Мне это очень нравится, тем более что я всегда делал примерно то же самое: Уорхол хотел достичь пустоты, добраться до нулевого уровня, исходя из которого можно найти свою сингулярность и свой стиль. И стать гениальным! Он исходил из той перспективы, что все гениально, искусство – все вокруг… Это замечательное заявление!

Для людей искусства, тех, кто определяет себя на элитарной основе, это явно неприемлемо. Однако эта основа в наше время еще более ошибочна, поскольку она необоснована. Сегодня моральное право искусства исчезло, осталось лишь правило игры, радикально демократичное. Даже более чем демократичное: оно не делает никакого различия, полностью безразлично. Уорхол зашел очень далеко, но при этом не теоретизировал, поскольку все, что он говорил, невероятно наивно, неправдоподобно наивно. Впрочем, он всегда говорил ни о чем [о ничто], потому что из него можно было извлечь лишь ничто. И в этом отношении мы совершаем насилие над ним.

– Вы воспринимаете его как того, кто в определенный момент дал выражение – не будем использовать термин «эстетическое выражение» – некой реальности, некой очевидности социального?

– Да, очевидности аннуляции.

– И в то же время он эстетизировал все выразительные средства [produits]?
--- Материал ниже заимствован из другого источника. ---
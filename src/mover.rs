//! Move execution: real filesystem renames or dry-run simulation.
//!
//! Both movers share one calling convention: the organizer has already
//! resolved the destination and ruled out collisions through
//! [`Mover::destination_taken`], then hands over the entity with its
//! absolute source and destination paths. The real mover mutates the
//! filesystem; the simulated mover records the move, replays it against
//! the [`VirtualTree`] and prints a preview line, enforcing the same
//! collision rules so the dry-run output is a faithful prediction.

use crate::organizer::OrganizeError;
use crate::output::OutputFormatter;
use crate::paths::{self, PathEntity};
use crate::vtree::VirtualTree;
use std::collections::BTreeSet;
use std::fs;
use std::path::{Path, PathBuf};

/// One executed (or simulated) move, in execution order.
#[derive(Debug, Clone, PartialEq, Eq)]
pub struct MoveRecord {
    /// Absolute source path.
    pub source: PathBuf,
    /// Absolute destination path.
    pub dest: PathBuf,
    /// Canonical source path relative to the source root.
    pub source_rel: String,
}

/// Dispatch target for resolved destinations.
pub enum Mover {
    Real(RealMover),
    Simulated(SimulatedMover),
}

impl Mover {
    /// Whether the destination path is already taken.
    ///
    /// For a dry run this consults the virtual tree and the set of
    /// destinations claimed by earlier simulated moves instead of only
    /// the disk, so a batch of queued moves stays collision-free.
    pub fn destination_taken(&self, dst: &Path) -> bool {
        match self {
            Mover::Real(_) => dst.exists(),
            Mover::Simulated(sim) => sim.destination_taken(dst),
        }
    }

    /// Moves (or pretends to move) an entity to its destination.
    pub fn move_item(
        &mut self,
        entity: &PathEntity,
        src: &Path,
        dst: &Path,
    ) -> Result<(), OrganizeError> {
        match self {
            Mover::Real(real) => real.move_item(entity, src, dst),
            Mover::Simulated(sim) => sim.move_item(entity, src, dst),
        }
    }

    /// Takes the accumulated move log.
    pub fn take_records(&mut self) -> Vec<MoveRecord> {
        match self {
            Mover::Real(real) => std::mem::take(&mut real.records),
            Mover::Simulated(sim) => std::mem::take(&mut sim.records),
        }
    }
}

/// Performs actual filesystem moves.
///
/// Moves are direct and non-retried: an IO failure here is fatal for the
/// whole run and no rollback of earlier moves is attempted.
#[derive(Debug, Default)]
pub struct RealMover {
    records: Vec<MoveRecord>,
}

impl RealMover {
    pub fn new() -> Self {
        Self::default()
    }

    fn move_item(
        &mut self,
        entity: &PathEntity,
        src: &Path,
        dst: &Path,
    ) -> Result<(), OrganizeError> {
        // The source may have vanished between classification and move.
        let kind_ok = if entity.is_directory {
            src.is_dir()
        } else {
            src.is_file()
        };
        if !kind_ok {
            return Err(OrganizeError::MoveFailed {
                source: src.to_path_buf(),
                destination: dst.to_path_buf(),
                source_error: std::io::Error::new(
                    std::io::ErrorKind::NotFound,
                    if entity.is_directory {
                        "source is not a directory"
                    } else {
                        "source is not a file"
                    },
                ),
            });
        }

        if let Some(parent) = dst.parent()
            && !parent.exists()
        {
            fs::create_dir_all(parent).map_err(|e| OrganizeError::DirectoryCreationFailed {
                path: parent.to_path_buf(),
                source: e,
            })?;
        }

        fs::rename(src, dst).map_err(|e| OrganizeError::MoveFailed {
            source: src.to_path_buf(),
            destination: dst.to_path_buf(),
            source_error: e,
        })?;

        OutputFormatter::plain(&format!("move {} -> {}", entity.relative_path, dst.display()));
        self.records.push(MoveRecord {
            source: src.to_path_buf(),
            dest: dst.to_path_buf(),
            source_rel: entity.relative_path.clone(),
        });
        Ok(())
    }
}

/// Records intended moves and replays them against a [`VirtualTree`]
/// instead of touching the disk.
#[derive(Debug)]
pub struct SimulatedMover {
    source_root: PathBuf,
    tree: VirtualTree,
    records: Vec<MoveRecord>,
    claimed: BTreeSet<PathBuf>,
}

impl SimulatedMover {
    pub fn new(source_root: PathBuf, tree: VirtualTree) -> Self {
        Self {
            source_root,
            tree,
            records: Vec::new(),
            claimed: BTreeSet::new(),
        }
    }

    /// The virtual tree with all recorded moves replayed.
    pub fn tree(&self) -> &VirtualTree {
        &self.tree
    }

    fn destination_taken(&self, dst: &Path) -> bool {
        if self.claimed.contains(dst) {
            return true;
        }
        match dst.strip_prefix(&self.source_root) {
            // Inside the mirrored subtree the virtual tree is the
            // authoritative view: disk state at scan time minus detached
            // nodes plus attached ones.
            Ok(_) => {
                let rel = paths::rel_string(dst, &self.source_root, false);
                self.tree.contains(&rel)
            }
            Err(_) => dst.exists(),
        }
    }

    fn move_item(
        &mut self,
        entity: &PathEntity,
        src: &Path,
        dst: &Path,
    ) -> Result<(), OrganizeError> {
        let src_rel = entity.relative_path.clone();
        if dst.strip_prefix(&self.source_root).is_ok() {
            let dst_rel = paths::rel_string(dst, &self.source_root, entity.is_directory);
            self.tree.apply_move(&src_rel, &dst_rel)?;
        } else {
            // Destination is outside the mirrored root; the subtree just
            // leaves the picture.
            self.tree.remove(&src_rel)?;
        }

        OutputFormatter::dry_run_notice(&format!(
            "move {} -> {}",
            entity.relative_path,
            dst.display()
        ));
        self.claimed.insert(dst.to_path_buf());
        self.records.push(MoveRecord {
            source: src.to_path_buf(),
            dest: dst.to_path_buf(),
            source_rel: src_rel,
        });
        Ok(())
    }
}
– Да, он передвинул эстетику за ее границы, там, где она уже лишена эстетических свойств и обращается в свою противоположность. Выставка в Венеции отличалась необычайной связностью. Например, там можно было увидеть сцены насилия, автокатастроф, изображения которых представляли собой последнюю фотографию, какую можно сделать или отыскать. Это не преувеличение, это именно буквальная буквальность! В этом нет шантажа: он берет мир таким, какой он есть, мир звезд, насилия, мир, которому медиа подло пудрят мозги, и именно это нас убивает! Уорхол всего лишь полностью опустошает этот мир.

– Лишает его пафоса?

– В некотором роде он охлаждает его, но при этом делая из него загадку. Своими работами он возвращает загадочную силу банальности, которую, как кажется, – подчеркиваю: как кажется! – мы полностью разоблачили и морально осудили. Мы можем бесконечно осуждать ее, но она существует. И точка!